Мы можем насладиться рассказом Нитцы Бен-Дов, но он оставляет неприятную занозу: если, как сказано выше, воссоздать язык Агнона невозможно, а гениальность его описаний еврейского мира может смаковать лишь знающий этот мир «идеальный читатель», что тогда могут дать переводы Агнона читателю неидеальному? А ведь именно таков русскоязычный читатель в России да зачастую и в Израиле тоже.

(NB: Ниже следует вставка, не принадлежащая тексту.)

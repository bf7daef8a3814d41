//! Query model: which subset, in what order, in what page.

use std::borrow::{Borrow, Cow};
use std::collections::{BTreeMap, BTreeSet};
use std::fmt;

use serde::{Deserialize, Serialize};

use crate::selector::LabelSelector;

/// Well-known field names.
pub mod field {
    pub const NAME: &str = "name";
    pub const NAMES: &str = "names";
    pub const UID: &str = "uid";
    pub const NAMESPACE: &str = "namespace";
    pub const LABEL: &str = "label";
    pub const ANNOTATION: &str = "annotation";
    pub const STATUS: &str = "status";
    pub const OWNER_REFERENCE: &str = "ownerReference";
    pub const OWNER_KIND: &str = "ownerKind";
    pub const TYPE: &str = "type";

    pub const CREATION_TIMESTAMP: &str = "creationTimestamp";
    pub const CREATE_TIME: &str = "createTime";
    pub const LAST_UPDATE_TIMESTAMP: &str = "lastUpdateTimestamp";
    pub const UPDATE_TIME: &str = "updateTime";

    pub const SORTABLE_FIELDS: &[&str] = &[NAME, CREATION_TIMESTAMP, CREATE_TIME, LAST_UPDATE_TIMESTAMP, UPDATE_TIME];

    /// Base filterable fields. Resource kinds extend this set when they register.
    pub const COMPARABLE_FIELDS: &[&str] =
        &[NAME, NAMES, UID, LABEL, ANNOTATION, NAMESPACE, STATUS, OWNER_REFERENCE, OWNER_KIND];
}

/// Query-string parameter names recognized at the HTTP boundary.
pub mod param {
    pub const PAGE: &str = "page";
    pub const LIMIT: &str = "limit";
    pub const SORT_BY: &str = "sortBy";
    pub const ASCENDING: &str = "ascending";
    pub const LABEL_SELECTOR: &str = "labelSelector";
    pub const FIELD_SELECTOR: &str = "fieldSelector";

    pub const RESERVED: &[&str] = &[PAGE, LIMIT, SORT_BY, ASCENDING, LABEL_SELECTOR, FIELD_SELECTOR];
}

#[derive(Debug, Clone, PartialEq, Eq, Hash, PartialOrd, Ord, Serialize, Deserialize)]
#[serde(transparent)]
pub struct Field(Cow<'static, str>);

impl Field {
    pub const fn from_static(name: &'static str) -> Self {
        Self(Cow::Borrowed(name))
    }

    pub fn as_str(&self) -> &str {
        &self.0
    }
}

impl Borrow<str> for Field {
    fn borrow(&self) -> &str {
        &self.0
    }
}

impl From<&str> for Field {
    fn from(s: &str) -> Self {
        Self(Cow::Owned(s.to_string()))
    }
}

impl From<String> for Field {
    fn from(s: String) -> Self {
        Self(Cow::Owned(s))
    }
}

impl fmt::Display for Field {
    fn fmt(&self, f: &mut fmt::Formatter<'_>) -> fmt::Result {
        f.write_str(&self.0)
    }
}

#[derive(Debug, Clone, PartialEq, Eq, Hash, PartialOrd, Ord, Serialize, Deserialize)]
#[serde(transparent)]
pub struct Value(String);

impl Value {
    pub fn as_str(&self) -> &str {
        &self.0
    }
}

impl From<&str> for Value {
    fn from(s: &str) -> Self {
        Self(s.to_string())
    }
}

impl From<String> for Value {
    fn from(s: String) -> Self {
        Self(s)
    }
}

impl fmt::Display for Value {
    fn fmt(&self, f: &mut fmt::Formatter<'_>) -> fmt::Result {
        f.write_str(&self.0)
    }
}

/// A single `field = value` predicate; its meaning depends on the field.
#[derive(Debug, Clone, PartialEq, Eq)]
pub struct Filter {
    pub field: Field,
    pub value: Value,
}

impl Filter {
    pub fn new(field: impl Into<Field>, value: impl Into<Value>) -> Self {
        Self { field: field.into(), value: value.into() }
    }
}

/// Page window. `page_index` is a zero-based page number, not a record offset:
/// the window starts at `limit * page_index`.
#[derive(Debug, Clone, Copy, PartialEq, Eq, Serialize, Deserialize)]
#[serde(rename_all = "camelCase")]
pub struct Pagination {
    pub limit: i64,
    pub page_index: i64,
}

impl Pagination {
    /// Sentinel: return everything.
    pub const NONE: Pagination = Pagination { limit: -1, page_index: 0 };

    pub fn new(limit: i64, page_index: i64) -> Self {
        Self { limit, page_index }
    }

    /// `[start, end)` of the page within a collection of `total` items.
    /// Out-of-range pages yield an empty window.
    pub fn valid_range(&self, total: usize) -> (usize, usize) {
        if self.limit == Self::NONE.limit {
            return (0, total);
        }
        if self.limit < 0 || self.page_index < 0 || total == 0 {
            return (0, 0);
        }
        let limit = usize::try_from(self.limit).unwrap_or(usize::MAX);
        let page = usize::try_from(self.page_index).unwrap_or(usize::MAX);
        let start = limit.saturating_mul(page);
        if start >= total {
            return (0, 0);
        }
        (start, start.saturating_add(limit).min(total))
    }
}

impl Default for Pagination {
    fn default() -> Self {
        Self::NONE
    }
}

/// Field names a query may filter on, and the ones it may sort by.
#[derive(Debug, Clone, PartialEq, Eq)]
pub struct FieldSet {
    comparable: BTreeSet<Field>,
    sortable: BTreeSet<Field>,
}

impl FieldSet {
    pub fn contains(&self, name: &str) -> bool {
        self.comparable.contains(name)
    }

    pub fn insert(&mut self, field: impl Into<Field>) -> bool {
        self.comparable.insert(field.into())
    }

    pub fn iter(&self) -> impl Iterator<Item = &Field> {
        self.comparable.iter()
    }

    pub fn is_sortable(&self, name: &str) -> bool {
        self.sortable.contains(name)
    }

    pub fn insert_sortable(&mut self, field: impl Into<Field>) -> bool {
        self.sortable.insert(field.into())
    }
}

impl Default for FieldSet {
    fn default() -> Self {
        Self {
            comparable: field::COMPARABLE_FIELDS.iter().map(|f| Field::from_static(*f)).collect(),
            sortable: field::SORTABLE_FIELDS.iter().map(|f| Field::from_static(*f)).collect(),
        }
    }
}

#[derive(Debug, Clone, PartialEq)]
pub struct Query {
    /// `None` is read as [`Pagination::NONE`].
    pub pagination: Option<Pagination>,
    pub sort_by: Field,
    /// Default is descending: newest/greatest first.
    pub ascending: bool,
    /// Conjunctive filters, one value per field.
    pub filters: BTreeMap<Field, Value>,
    pub label_selector: Option<LabelSelector>,
}

impl Default for Query {
    fn default() -> Self {
        Self::new()
    }
}

impl Query {
    pub fn new() -> Self {
        Self {
            pagination: Some(Pagination::NONE),
            sort_by: Field::from_static(field::CREATION_TIMESTAMP),
            ascending: false,
            filters: BTreeMap::new(),
            label_selector: None,
        }
    }

    pub fn with_filter(mut self, field: impl Into<Field>, value: impl Into<Value>) -> Self {
        self.filters.insert(field.into(), value.into());
        self
    }

    pub fn with_sort(mut self, sort_by: impl Into<Field>, ascending: bool) -> Self {
        self.sort_by = sort_by.into();
        self.ascending = ascending;
        self
    }

    pub fn with_pagination(mut self, pagination: Pagination) -> Self {
        self.pagination = Some(pagination);
        self
    }

    pub fn with_label_selector(mut self, selector: LabelSelector) -> Self {
        self.label_selector = Some(selector);
        self
    }

    pub fn pagination(&self) -> Pagination {
        self.pagination.unwrap_or(Pagination::NONE)
    }

    pub fn has_filter(&self, name: &str) -> bool {
        self.filters.contains_key(name)
    }

    pub fn filter_value(&self, name: &str) -> Option<&Value> {
        self.filters.get(name)
    }

    pub fn to_filters(&self) -> Vec<Filter> {
        self.filters.iter().map(|(f, v)| Filter { field: f.clone(), value: v.clone() }).collect()
    }

    /// Build a query from raw request parameters.
    ///
    /// Parsing is permissive: malformed values fall back to their defaults and
    /// unknown parameters are ignored. Everything that was defaulted or ignored
    /// is reported in [`ParsedQuery::diagnostics`]. When a key repeats, the
    /// first occurrence wins.
    pub fn parse<I, K, V>(params: I, fields: &FieldSet) -> ParsedQuery
    where
        I: IntoIterator<Item = (K, V)>,
        K: AsRef<str>,
        V: AsRef<str>,
    {
        let mut raw: BTreeMap<String, String> = BTreeMap::new();
        for (k, v) in params {
            raw.entry(k.as_ref().to_string()).or_insert_with(|| v.as_ref().to_string());
        }

        let mut diagnostics = Vec::new();
        let mut diag = |param: &str, raw: &str, reason: DiagnosticReason| {
            diagnostics.push(ParamDiagnostic { param: param.to_string(), raw: raw.to_string(), reason });
        };

        let mut query = Query::new();

        let limit = match raw.get(param::LIMIT) {
            Some(s) => s.trim().parse::<i64>().unwrap_or_else(|_| {
                diag(param::LIMIT, s, DiagnosticReason::InvalidInteger);
                -1
            }),
            None => -1,
        };
        let page = match raw.get(param::PAGE) {
            Some(s) => s.trim().parse::<i64>().unwrap_or_else(|_| {
                diag(param::PAGE, s, DiagnosticReason::InvalidInteger);
                1
            }),
            None => 1,
        };
        query.pagination = Some(Pagination::new(limit, page.saturating_sub(1)));

        if let Some(s) = raw.get(param::SORT_BY).filter(|s| !s.is_empty()) {
            // Kept even when unknown; comparators fall back to creation time.
            if !fields.is_sortable(s) {
                diag(param::SORT_BY, s, DiagnosticReason::UnsortableField);
            }
            query.sort_by = Field::from(s.as_str());
        }

        if let Some(s) = raw.get(param::ASCENDING) {
            query.ascending = parse_bool(s).unwrap_or_else(|| {
                diag(param::ASCENDING, s, DiagnosticReason::InvalidBool);
                false
            });
        }

        if let Some(s) = raw.get(param::LABEL_SELECTOR).filter(|s| !s.trim().is_empty()) {
            match s.parse::<LabelSelector>() {
                Ok(sel) => query.label_selector = Some(sel),
                Err(_) => diag(param::LABEL_SELECTOR, s, DiagnosticReason::InvalidSelector),
            }
        }

        for (key, value) in raw.iter() {
            if param::RESERVED.contains(&key.as_str()) {
                continue;
            }
            if !fields.contains(key) {
                diag(key, value, DiagnosticReason::Unrecognized);
                continue;
            }
            if value.is_empty() {
                continue;
            }
            query.filters.insert(Field::from(key.as_str()), Value::from(value.as_str()));
        }

        ParsedQuery { query, diagnostics }
    }
}

/// Boolean spellings accepted by the platform's HTTP layer.
fn parse_bool(s: &str) -> Option<bool> {
    match s {
        "1" | "t" | "T" | "true" | "TRUE" | "True" => Some(true),
        "0" | "f" | "F" | "false" | "FALSE" | "False" => Some(false),
        _ => None,
    }
}

#[derive(Debug, Clone, Copy, PartialEq, Eq)]
pub enum DiagnosticReason {
    InvalidInteger,
    InvalidBool,
    InvalidSelector,
    UnsortableField,
    Unrecognized,
}

impl fmt::Display for DiagnosticReason {
    fn fmt(&self, f: &mut fmt::Formatter<'_>) -> fmt::Result {
        f.write_str(match self {
            DiagnosticReason::InvalidInteger => "not an integer",
            DiagnosticReason::InvalidBool => "not a boolean",
            DiagnosticReason::InvalidSelector => "not a label selector",
            DiagnosticReason::UnsortableField => "not a sortable field",
            DiagnosticReason::Unrecognized => "unrecognized parameter",
        })
    }
}

#[derive(Debug, Clone, PartialEq, Eq)]
pub struct ParamDiagnostic {
    pub param: String,
    pub raw: String,
    pub reason: DiagnosticReason,
}

#[derive(Debug, Clone, PartialEq)]
pub struct ParsedQuery {
    pub query: Query,
    pub diagnostics: Vec<ParamDiagnostic>,
}

impl ParsedQuery {
    /// Opt-in strictness: any ignored or defaulted parameter is an error.
    pub fn strict(self) -> Result<Query, QueryError> {
        match self.diagnostics.into_iter().next() {
            None => Ok(self.query),
            Some(d) => Err(QueryError::InvalidParameter { param: d.param, raw: d.raw, reason: d.reason }),
        }
    }
}

#[derive(Debug, Clone, PartialEq, Eq, thiserror::Error)]
pub enum QueryError {
    #[error("invalid query parameter {param}={raw:?}: {reason}")]
    InvalidParameter { param: String, raw: String, reason: DiagnosticReason },
}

К счастью, ответ на этот вопрос так же очевиден, как сам вопрос: такой читатель может открыть для себя в переводах Агнона то, что в его творчестве общечеловечно. Конечно, Шмуэль-Йосеф Агнон, книгу которого вы сейчас прочли, — прежде всего выдающийся, даже самый выдающийся еврейский писатель XX века. Об этом говорят упомянутые выше десятки книг и сотни статей, посвященных его жизни и творчеству; это удостоверено шведской Академией наук, присудившей ему Нобелевскую премию по литературе. Но в конце концов, эту премию ему дали не за непереводимые достоинства его языка или богатство его библейских аллюзий. Ему дали ее за то, что делает писателя «выдающимся» для всех читателей, независимо от их национальной или культурной принадлежности, — за важность и глубину поднимаемых им общечеловеческих проблем. Без этого «для всех» нет ни премий, ни подлинно большого писателя.